--- How to complete this task ---
Going through the entries below, copy out each line that contains "decoded".

====== Source material

//! Field definition types
//!
//! A schema is a declarative rule table: an ordered list of field
//! definitions, each naming a value type, a requirement, and zero or more
//! constraints. Constraints are a tagged variant, not a trait hierarchy, so
//! the evaluator stays a dispatch-on-tag function over plain data.
//!
//! Supported value types:
//! - text: UTF-8 string
//! - number: JSON number
//! - date: textual date (RFC 3339 or common calendar forms)
//! - binary: base64 text
//! - boolean: true/false
//! - mixed: anything
//! - reference: document id (UUID text)
//! - list: JSON array

use std::fmt;
use std::sync::Arc;

use regex::Regex;
use serde::{Deserialize, Serialize};
use serde_json::{Map, Value};

use super::errors::{ConfigError, ConfigResult};
use super::predicate::{DocPredicate, PredicateError, ValuePredicate};

/// Supported field value types.
#[derive(Debug, Clone, Copy, PartialEq, Eq, Serialize, Deserialize)]
#[serde(tag = "type", rename_all = "lowercase")]
pub enum FieldType {
    /// UTF-8 string
    Text,
    /// JSON number
    Number,
    /// Textual date
    Date,
    /// Base64-encoded bytes
    Binary,
    /// Boolean
    Boolean,
    /// Any value
    Mixed,
    /// Document id referencing another record
    Reference,
    /// JSON array
    List,
}

impl FieldType {
    /// Returns the type name for error messages.
    pub fn type_name(&self) -> &'static str {
        match self {
            FieldType::Text => "text",
            FieldType::Number => "number",
            FieldType::Date => "date",
            FieldType::Binary => "binary",
            FieldType::Boolean => "boolean",
            FieldType::Mixed => "mixed",
            FieldType::Reference => "reference",
            FieldType::List => "list",
        }
    }
}

/// Whether a field must be present.
///
/// `If` carries a predicate over the whole candidate document, so a
/// requirement can depend on sibling values ("price is required only if
/// inPrint is true"). The predicate sees the original document, never
/// partial validation state.
#[derive(Clone, Default)]
pub enum Requirement {
    Always,
    #[default]
    Never,
    If(DocPredicate),
}

impl Requirement {
    /// Resolves the requirement against a candidate document.
    pub fn resolve(&self, document: &Map<String, Value>) -> Result<bool, PredicateError> {
        match self {
            Requirement::Always => Ok(true),
            Requirement::Never => Ok(false),
            Requirement::If(predicate) => predicate(document),
        }
    }

    /// Requirement conditioned on a sibling field holding an exact value.
    pub fn when_equals(sibling: impl Into<String>, expected: Value) -> Self {
        let sibling = sibling.into();
        Requirement::If(Arc::new(move |document| {
            Ok(document.get(&sibling) == Some(&expected))
        }))
    }
}

impl From<bool> for Requirement {
    fn from(required: bool) -> Self {
        if required {
            Requirement::Always
        } else {
            Requirement::Never
        }
    }
}

impl fmt::Debug for Requirement {
    fn fmt(&self, f: &mut fmt::Formatter<'_>) -> fmt::Result {
        match self {
            Requirement::Always => write!(f, "Always"),
            Requirement::Never => write!(f, "Never"),
            Requirement::If(_) => write!(f, "If(<predicate>)"),
        }
    }
}

/// A single named rule attached to a field.
///
/// Evaluated in declaration order; every constraint runs even after an
/// earlier one fails, so one field can accumulate several failure records.
#[derive(Clone)]
pub enum Constraint {
    /// Value's text form must be a member of the allowed set.
    Enum {
        allowed: Vec<String>,
        message: Option<String>,
    },
    /// Value's text form must match the regular expression.
    Pattern {
        regex: Regex,
        message: Option<String>,
    },
    /// Numeric value must fall within [min, max]; either bound optional.
    Range {
        min: Option<f64>,
        max: Option<f64>,
        message: Option<String>,
    },
    /// Registered predicate over the value and document context.
    Custom {
        name: String,
        predicate: ValuePredicate,
        message: String,
        tag: String,
    },
}

impl Constraint {
    /// Enum constraint with the default message template.
    pub fn enum_of<I, S>(allowed: I) -> Self
    where
        I: IntoIterator<Item = S>,
        S: Into<String>,
    {
        Constraint::Enum {
            allowed: allowed.into_iter().map(Into::into).collect(),
            message: None,
        }
    }

    /// Pattern constraint; the source compiles eagerly so a bad pattern is a
    /// configuration error at schema build time, not at validation time.
    pub fn pattern(field: &str, source: &str) -> ConfigResult<Self> {
        let regex = Regex::new(source)
            .map_err(|e| ConfigError::invalid_pattern(field, source, e))?;
        Ok(Constraint::Pattern {
            regex,
            message: None,
        })
    }

    /// Range constraint with optional bounds.
    pub fn range(min: Option<f64>, max: Option<f64>) -> Self {
        Constraint::Range {
            min,
            max,
            message: None,
        }
    }

    /// Custom constraint over a named predicate.
    pub fn custom(
        name: impl Into<String>,
        predicate: ValuePredicate,
        message: impl Into<String>,
        tag: impl Into<String>,
    ) -> Self {
        Constraint::Custom {
            name: name.into(),
            predicate,
            message: message.into(),
            tag: tag.into(),
        }
    }

    /// Overrides the failure message template.
    pub fn with_message(mut self, template: impl Into<String>) -> Self {
        match &mut self {
            Constraint::Enum { message, .. }
            | Constraint::Pattern { message, .. }
            | Constraint::Range { message, .. } => *message = Some(template.into()),
            Constraint::Custom { message, .. } => *message = template.into(),
        }
        self
    }
}

impl fmt::Debug for Constraint {
    fn fmt(&self, f: &mut fmt::Formatter<'_>) -> fmt::Result {
        match self {
            Constraint::Enum { allowed, .. } => {
                f.debug_struct("Enum").field("allowed", allowed).finish()
            }
            Constraint::Pattern { regex, .. } => {
                f.debug_struct("Pattern").field("regex", &regex.as_str()).finish()
            }
            Constraint::Range { min, max, .. } => f
                .debug_struct("Range")
                .field("min", min)
                .field("max", max)
                .finish(),
            Constraint::Custom { name, tag, .. } => f
                .debug_struct("Custom")
                .field("name", name)
                .field("tag", tag)
                .finish(),
        }
    }
}

/// Definition of one document field.
#[derive(Debug, Clone)]
pub struct FieldDef {
    /// Field name, unique within the schema, sole error-report key
    pub name: String,
    /// Declared value type
    pub field_type: FieldType,
    /// Presence requirement
    pub required: Requirement,
    /// Ordered constraint list
    pub constraints: Vec<Constraint>,
}

impl FieldDef {
    /// An optional field with no constraints.
    pub fn new(name: impl Into<String>, field_type: FieldType) -> Self {
        Self {
            name: name.into(),
            field_type,
            required: Requirement::Never,
            constraints: Vec::new(),
        }
    }

    /// Marks the field unconditionally required.
    pub fn required(mut self) -> Self {
        self.required = Requirement::Always;
        self
    }

    /// Conditions the requirement on a document predicate.
    pub fn required_if(mut self, predicate: DocPredicate) -> Self {
        self.required = Requirement::If(predicate);
        self
    }

    /// Appends a constraint.
    pub fn constrain(mut self, constraint: Constraint) -> Self {
        self.constraints.push(constraint);
        self
    }
}

/// A complete schema: an identity plus an ordered field-definition table.
///
/// Construction rejects duplicate field names eagerly; the definition set is
/// read-only after that.
#[derive(Debug, Clone)]
pub struct Schema {
    pub schema_id: String,
    pub schema_version: String,
    pub description: Option<String>,
    fields: Vec<FieldDef>,
}

impl Schema {
    /// Builds a schema, rejecting an empty definition set and duplicate
    /// field names.
    pub fn new(
        schema_id: impl Into<String>,
        schema_version: impl Into<String>,
        fields: Vec<FieldDef>,
    ) -> ConfigResult<Self> {
        let schema_id = schema_id.into();
        if fields.is_empty() {
            return Err(ConfigError::empty_schema(&schema_id));
        }

        let mut seen: Vec<&str> = Vec::with_capacity(fields.len());
        for field in &fields {
            if seen.contains(&field.name.as_str()) {
                return Err(ConfigError::duplicate_field(&field.name));
            }
            seen.push(&field.name);
        }

        Ok(Self {
            schema_id: schema_id.into(),
            schema_version: schema_version.into(),
            description: None,
            fields,
        })
    }

    pub fn with_description(mut self, description: impl Into<String>) -> Self {
        self.description = Some(description.into());
        self
    }

    /// Returns the unique registry key (id, version).
    pub fn key(&self) -> (&str, &str) {
        (&self.schema_id, &self.schema_version)
    }

    /// Field definitions in declaration order.
    pub fn fields(&self) -> &[FieldDef] {
        &self.fields
    }

    /// Looks up a field definition by name.
    pub fn field(&self, name: &str) -> Option<&FieldDef> {
        self.fields.iter().find(|f| f.name == name)
    }
}

#[cfg(test)]
mod tests {
    use super::*;
    use serde_json::json;

    #[test]
    fn test_type_names() {
        assert_eq!(FieldType::Text.type_name(), "text");
        assert_eq!(FieldType::Number.type_name(), "number");
        assert_eq!(FieldType::Reference.type_name(), "reference");
        assert_eq!(FieldType::List.type_name(), "list");
    }

    #[test]
    fn test_field_type_serde_tag() {
        let encoded = serde_json::to_value(FieldType::Text).unwrap();
        assert_eq!(encoded, json!({ "type": "text" }));

        let decoded: FieldType = serde_json::from_value(json!({ "type": "boolean" })).unwrap();
        assert_eq!(decoded, FieldType::Boolean);
    }

    #[test]
    fn test_requirement_resolution() {
        let doc = serde_json::from_value::<Map<String, Value>>(json!({ "inPrint": true }))
            .unwrap();

        assert!(Requirement::Always.resolve(&doc).unwrap());
        assert!(!Requirement::Never.resolve(&doc).unwrap());

        let conditional = Requirement::when_equals("inPrint", json!(true));
        assert!(conditional.resolve(&doc).unwrap());

        let other = serde_json::from_value::<Map<String, Value>>(json!({ "inPrint": false }))
            .unwrap();
        assert!(!conditional.resolve(&other).unwrap());
    }

    #[test]
    fn test_requirement_missing_sibling_is_false() {
        let conditional = Requirement::when_equals("inPrint", json!(true));
        assert!(!conditional.resolve(&Map::new()).unwrap());
    }

    #[test]
    fn test_requirement_from_bool() {
        let doc = Map::new();
        assert!(Requirement::from(true).resolve(&doc).unwrap());
        assert!(!Requirement::from(false).resolve(&doc).unwrap());
    }

    #[test]
    fn test_pattern_compiles_eagerly() {
        assert!(Constraint::pattern("isbn", r"^\d{9}(\d|X)$").is_ok());

        let err = Constraint::pattern("isbn", r"(unclosed").unwrap_err();
        assert_eq!(err.code().code(), "VERI_SCHEMA_INVALID_PATTERN");
        assert_eq!(err.field(), Some("isbn"));
    }

    #[test]
    fn test_schema_rejects_empty_definition_set() {
        let err = Schema::new("books", "v1", Vec::new()).unwrap_err();
        assert_eq!(err.code().code(), "VERI_SCHEMA_MALFORMED");
    }

    #[test]
    fn test_schema_rejects_duplicate_names() {
        let fields = vec![
            FieldDef::new("title", FieldType::Text).required(),
            FieldDef::new("title", FieldType::Text),
        ];

        let err = Schema::new("books", "v1", fields).unwrap_err();
        assert_eq!(err.code().code(), "VERI_SCHEMA_DUPLICATE_FIELD");
    }

    #[test]
    fn test_schema_field_lookup_and_order() {
        let schema = Schema::new(
            "books",
            "v1",
            vec![
                FieldDef::new("title", FieldType::Text).required(),
                FieldDef::new("price", FieldType::Number),
            ],
        )
        .unwrap();

        assert_eq!(schema.key(), ("books", "v1"));
        assert_eq!(schema.fields().len(), 2);
        assert_eq!(schema.fields()[0].name, "title");
        assert!(schema.field("price").is_some());
        assert!(schema.field("missing").is_none());
    }
}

============

--- Response to the exercise ---
        let decoded: FieldType = serde_json::from_value(json!({ "type": "boolean" })).unwrap();
        assert_eq!(decoded, FieldType::Boolean);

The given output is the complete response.